Which of the lines below contain the string "update"? Pull each one out of the data.
--- Dataset extract ---
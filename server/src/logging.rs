//! Structured logging initialization.
//!
//! The RUST_LOG environment variable takes precedence over the level passed
//! in, so deployments can raise verbosity without a config change.

use tracing_subscriber::EnvFilter;

/// Initialize the tracing subscriber for binaries and tests.
///
/// Safe to call more than once; later calls are no-ops.
pub fn init(level: &str) {
    let filter = if std::env::var("RUST_LOG").is_ok() {
        EnvFilter::from_default_env()
    } else {
        EnvFilter::new(level)
    };

    let _ = tracing_subscriber::fmt()
        .with_env_filter(filter)
        .with_target(false)
        .try_init();
}
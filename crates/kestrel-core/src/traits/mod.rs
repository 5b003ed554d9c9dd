// SPDX-FileCopyrightText: 2026 Kestrel Contributors
// SPDX-License-Identifier: MIT OR Apache-2.0

//! Adapter trait definitions for the collaborators the engine consumes.
//!
//! All adapters extend the [`PluginAdapter`] base trait and use
//! `#[async_trait]` for dynamic dispatch compatibility.

pub mod adapter;
pub mod completion;
pub mod documents;
pub mod embedding;
pub mod records;

pub use adapter::PluginAdapter;
pub use completion::CompletionAdapter;
pub use documents::DocumentSearch;
pub use embedding::EmbeddingAdapter;
pub use records::RecordStore;
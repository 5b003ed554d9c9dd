// SPDX-FileCopyrightText: 2026 Kestrel Contributors
// SPDX-License-Identifier: MIT OR Apache-2.0

//! `kestrel shell` command implementation.
//!
//! An interactive REPL with a colored prompt and readline history. Every
//! line that is not a slash command is answered with context and
//! reflection on, and the memory snapshot is saved after each answer.

use std::path::PathBuf;

use colored::Colorize;
use kestrel_core::KestrelError;
use rustyline::DefaultEditor;
use rustyline::error::ReadlineError;

use crate::runtime::Runtime;

/// Records indexed when the shell starts with vector search on.
const SHELL_INDEX_LIMIT: usize = 500;

#[derive(Debug, PartialEq, Eq)]
enum ShellCommand {
    Quit,
    Clear,
    Forget,
    Save(Option<PathBuf>),
    Load(PathBuf),
    Stats,
    Help,
    Unknown(String),
}

/// Parses a slash command. Plain questions return `None`.
fn parse_command(line: &str) -> Option<ShellCommand> {
    let rest = line.strip_prefix('/')?;
    let (name, arg) = match rest.split_once(char::is_whitespace) {
        Some((name, arg)) => (name, arg.trim()),
        None => (rest, ""),
    };
    let path = (!arg.is_empty()).then(|| PathBuf::from(arg));
    Some(match name {
        "quit" | "exit" => ShellCommand::Quit,
        "clear" => ShellCommand::Clear,
        "forget" => ShellCommand::Forget,
        "save" => ShellCommand::Save(path),
        "load" => match path {
            Some(path) => ShellCommand::Load(path),
            None => ShellCommand::Unknown("/load needs a path".into()),
        },
        "stats" => ShellCommand::Stats,
        "help" => ShellCommand::Help,
        other => ShellCommand::Unknown(format!("unknown command /{other}")),
    })
}

fn print_help() {
    println!("  {}          clear the conversation context", "/clear".yellow());
    println!("  {}         forget long-term memory", "/forget".yellow());
    println!("  {}   save long-term memory", "/save [path]".yellow());
    println!("  {}    load long-term memory", "/load <path>".yellow());
    println!("  {}          show engine statistics", "/stats".yellow());
    println!("  {}           leave the shell", "/quit".yellow());
}

/// Runs the `kestrel shell` interactive REPL.
pub async fn run_shell(runtime: &mut Runtime, vector_search: bool) -> Result<(), KestrelError> {
    if vector_search {
        runtime.index_recent(SHELL_INDEX_LIMIT).await?;
    }

    let mut rl = DefaultEditor::new()
        .map_err(|e| KestrelError::Internal(format!("failed to initialize readline: {e}")))?;

    println!("{}", "kestrel shell".bold().green());
    println!("Type {} for commands, {} to exit.\n", "/help".yellow(), "/quit".yellow());

    let prompt = format!("{}> ", "kestrel".green());
    loop {
        let line = match rl.readline(&prompt) {
            Ok(line) => line,
            Err(ReadlineError::Interrupted | ReadlineError::Eof) => break,
            Err(e) => {
                eprintln!("{}: {e}", "error".red());
                break;
            }
        };
        let trimmed = line.trim();
        if trimmed.is_empty() {
            continue;
        }
        let _ = rl.add_history_entry(trimmed);

        match parse_command(trimmed) {
            None => {
                let answer = runtime
                    .session
                    .process_query(trimmed, true, true, vector_search)
                    .await;
                println!("\n{answer}\n");
                runtime.save_snapshot().await;
            }
            Some(ShellCommand::Quit) => break,
            Some(ShellCommand::Clear) => {
                runtime.session.clear_context();
                println!("{}", "context cleared".dimmed());
            }
            Some(ShellCommand::Forget) => {
                runtime.session.clear_long_term_memory().await;
                runtime.save_snapshot().await;
                println!("{}", "long-term memory cleared".dimmed());
            }
            Some(ShellCommand::Save(path)) => {
                let path = path.unwrap_or_else(|| runtime.snapshot_path().to_path_buf());
                match runtime.session.save_memories(&path).await {
                    Ok(()) => println!("{}", format!("saved to {}", path.display()).dimmed()),
                    Err(e) => eprintln!("{}: {e}", "error".red()),
                }
            }
            Some(ShellCommand::Load(path)) => match runtime.session.load_memories(&path).await {
                Ok(()) => println!("{}", format!("loaded {}", path.display()).dimmed()),
                Err(e) => eprintln!("{}: {e}", "error".red()),
            },
            Some(ShellCommand::Stats) => {
                let stats = runtime.session.engine_stats().await;
                if let Err(e) = crate::print_json(&stats) {
                    eprintln!("{}: {e}", "error".red());
                }
            }
            Some(ShellCommand::Help) => print_help(),
            Some(ShellCommand::Unknown(message)) => eprintln!("{}", message.yellow()),
        }
    }

    runtime.session.wait_for_summarization().await;
    runtime.save_snapshot().await;
    Ok(())
}

#[cfg(test)]
mod tests {
    use super::*;

    #[test]
    fn plain_questions_are_not_commands() {
        assert_eq!(parse_command("how many inspections today"), None);
    }

    #[test]
    fn commands_parse_with_arguments() {
        assert_eq!(parse_command("/quit"), Some(ShellCommand::Quit));
        assert_eq!(parse_command("/exit"), Some(ShellCommand::Quit));
        assert_eq!(parse_command("/save"), Some(ShellCommand::Save(None)));
        assert_eq!(
            parse_command("/save  /tmp/m.json "),
            Some(ShellCommand::Save(Some(PathBuf::from("/tmp/m.json"))))
        );
        assert_eq!(
            parse_command("/load m.json"),
            Some(ShellCommand::Load(PathBuf::from("m.json")))
        );
        assert!(matches!(parse_command("/load"), Some(ShellCommand::Unknown(_))));
        assert!(matches!(parse_command("/teleport"), Some(ShellCommand::Unknown(_))));
    }
}
// SPDX-FileCopyrightText: 2026 Kestrel Contributors
// SPDX-License-Identifier: MIT OR Apache-2.0

//! Sticky entity-slot cache used to resolve follow-up queries.

use kestrel_core::{Entities, Slot};
use serde::Serialize;

/// Most recent value seen for each entity slot.
///
/// Slots are only ever overwritten, never cleared by an update that lacks
/// them; [`WorkingMemory::clear`] is the only way to drop a value.
#[derive(Debug, Clone, Default, PartialEq, Serialize)]
pub struct WorkingMemory {
    slots: Entities,
}

impl WorkingMemory {
    pub fn new() -> Self {
        Self::default()
    }

    /// Overwrites every slot present in `entities`, leaving the rest untouched.
    pub fn update(&mut self, entities: &Entities) {
        for (slot, value) in entities {
            if !value.trim().is_empty() {
                self.slots.insert(*slot, value.clone());
            }
        }
    }

    pub fn get(&self, slot: Slot) -> Option<&str> {
        self.slots.get(&slot).map(String::as_str)
    }

    pub fn slots(&self) -> &Entities {
        &self.slots
    }

    pub fn is_empty(&self) -> bool {
        self.slots.is_empty()
    }

    pub fn clear(&mut self) {
        self.slots.clear();
    }

    /// Renders the slots as `device: X, time period: Y`, or `None` when empty.
    pub fn render(&self) -> Option<String> {
        if self.slots.is_empty() {
            return None;
        }
        Some(
            self.slots
                .iter()
                .map(|(slot, value)| format!("{}: {value}", slot.label()))
                .collect::<Vec<_>>()
                .join(", "),
        )
    }
}
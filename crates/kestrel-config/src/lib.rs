// SPDX-FileCopyrightText: 2026 Kestrel Contributors
// SPDX-License-Identifier: MIT OR Apache-2.0

//! Kestrel configuration.
//!
//! `kestrel.toml` files are layered over compiled defaults and
//! `KESTREL_*` variables are applied last. Unknown keys are rejected with a
//! "did you mean" hint, and semantic checks report every violation at once.
//!
//! ```no_run
//! let config = kestrel_config::load_and_validate()
//!     .unwrap_or_else(|errors| panic!("{} config errors", errors.len()));
//! println!("answering with {}", config.ollama.model);
//! ```

pub mod diagnostic;
pub mod loader;
pub mod model;
pub mod validation;

use std::path::Path;

pub use diagnostic::{ConfigError, render_errors};
pub use loader::{load_config, load_config_from_path, load_config_from_str};
pub use model::KestrelConfig;

/// Loads the layered configuration and validates it.
pub fn load_and_validate() -> Result<KestrelConfig, Vec<ConfigError>> {
    checked(loader::load_config(), || {
        loader::config_files()
            .iter()
            .filter_map(|path| read_source(path))
            .collect()
    })
}

/// Loads `path` plus env overrides and validates the result.
pub fn load_and_validate_path(path: &Path) -> Result<KestrelConfig, Vec<ConfigError>> {
    checked(loader::load_config_from_path(path), || {
        read_source(path).into_iter().collect()
    })
}

/// Validates a TOML string layered over the defaults.
pub fn load_and_validate_str(toml_content: &str) -> Result<KestrelConfig, Vec<ConfigError>> {
    checked(loader::load_config_from_str(toml_content), || {
        vec![("<inline>".to_string(), toml_content.to_string())]
    })
}

/// Runs semantic validation on a parsed config, or turns a parse failure
/// into diagnostics. Sources are only read on failure.
fn checked(
    parsed: Result<KestrelConfig, figment::Error>,
    sources: impl FnOnce() -> Vec<(String, String)>,
) -> Result<KestrelConfig, Vec<ConfigError>> {
    match parsed {
        Ok(config) => {
            validation::validate_config(&config)?;
            Ok(config)
        }
        Err(err) => Err(diagnostic::figment_to_config_errors(err, &sources())),
    }
}

fn read_source(path: &Path) -> Option<(String, String)> {
    let content = std::fs::read_to_string(path).ok()?;
    let name = std::path::absolute(path).unwrap_or_else(|_| path.to_path_buf());
    Some((name.display().to_string(), content))
}
// SPDX-FileCopyrightText: 2026 Kestrel Contributors
// SPDX-License-Identifier: MIT OR Apache-2.0

//! Mock text-completion adapter for deterministic testing.
//!
//! `MockCompletion` implements `CompletionAdapter` with pre-configured
//! responses, so engine tests run without a model backend.

use std::collections::VecDeque;
use std::sync::atomic::{AtomicBool, AtomicUsize, Ordering};
use std::time::Duration;

use async_trait::async_trait;
use tokio::sync::Mutex;

use kestrel_core::{AdapterType, CompletionAdapter, HealthStatus, KestrelError, PluginAdapter};

/// A mock completion backend.
///
/// Resolution order for each call:
/// 1. fail if switched to failing
/// 2. the first rule whose marker occurs in the prompt
/// 3. the next queued response (FIFO)
/// 4. the default response
pub struct MockCompletion {
    responses: Mutex<VecDeque<String>>,
    rules: Vec<(String, String)>,
    default_response: String,
    failing: AtomicBool,
    delay: Option<Duration>,
    calls: AtomicUsize,
    prompts: Mutex<Vec<String>>,
}

impl MockCompletion {
    /// Create a mock with an empty queue and a `"mock response"` default.
    pub fn new() -> Self {
        Self {
            responses: Mutex::new(VecDeque::new()),
            rules: Vec::new(),
            default_response: "mock response".to_string(),
            failing: AtomicBool::new(false),
            delay: None,
            calls: AtomicUsize::new(0),
            prompts: Mutex::new(Vec::new()),
        }
    }

    /// Create a mock pre-loaded with the given responses.
    pub fn with_responses(responses: Vec<String>) -> Self {
        Self {
            responses: Mutex::new(VecDeque::from(responses)),
            ..Self::new()
        }
    }

    /// Create a mock whose every call fails as an unreachable backend.
    pub fn unavailable() -> Self {
        let mock = Self::new();
        mock.failing.store(true, Ordering::SeqCst);
        mock
    }

    /// Answer every prompt containing `marker` with `response`.
    pub fn with_rule(mut self, marker: &str, response: &str) -> Self {
        self.rules.push((marker.to_string(), response.to_string()));
        self
    }

    pub fn with_default(mut self, response: &str) -> Self {
        self.default_response = response.to_string();
        self
    }

    /// Sleep before answering, to exercise timeouts.
    pub fn with_delay(mut self, delay: Duration) -> Self {
        self.delay = Some(delay);
        self
    }

    /// Add a response to the end of the queue.
    pub async fn add_response(&self, text: &str) {
        self.responses.lock().await.push_back(text.to_string());
    }

    pub fn set_failing(&self, failing: bool) {
        self.failing.store(failing, Ordering::SeqCst);
    }

    /// Number of `complete` calls so far, failed ones included.
    pub fn call_count(&self) -> usize {
        self.calls.load(Ordering::SeqCst)
    }

    /// Every prompt received, in order.
    pub async fn prompts(&self) -> Vec<String> {
        self.prompts.lock().await.clone()
    }

    async fn next_response(&self, prompt: &str) -> String {
        if let Some((_, response)) = self.rules.iter().find(|(marker, _)| prompt.contains(marker)) {
            return response.clone();
        }
        self.responses
            .lock()
            .await
            .pop_front()
            .unwrap_or_else(|| self.default_response.clone())
    }
}

impl Default for MockCompletion {
    fn default() -> Self {
        Self::new()
    }
}

#[async_trait]
impl PluginAdapter for MockCompletion {
    fn name(&self) -> &str {
        "mock-completion"
    }

    fn version(&self) -> semver::Version {
        semver::Version::new(0, 1, 0)
    }

    fn adapter_type(&self) -> AdapterType {
        AdapterType::Completion
    }

    async fn health_check(&self) -> Result<HealthStatus, KestrelError> {
        if self.failing.load(Ordering::SeqCst) {
            Ok(HealthStatus::Unhealthy("mock switched to failing".into()))
        } else {
            Ok(HealthStatus::Healthy)
        }
    }

    async fn shutdown(&self) -> Result<(), KestrelError> {
        Ok(())
    }
}

#[async_trait]
impl CompletionAdapter for MockCompletion {
    async fn complete(&self, prompt: &str) -> Result<String, KestrelError> {
        self.calls.fetch_add(1, Ordering::SeqCst);
        self.prompts.lock().await.push(prompt.to_string());

        if let Some(delay) = self.delay {
            tokio::time::sleep(delay).await;
        }
        if self.failing.load(Ordering::SeqCst) {
            return Err(KestrelError::Provider {
                message: "mock backend unavailable".into(),
                source: None,
            });
        }
        Ok(self.next_response(prompt).await)
    }
}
---
Your response:
/// Slots are only ever overwritten, never cleared by an update that lacks
    pub fn update(&mut self, entities: &Entities) {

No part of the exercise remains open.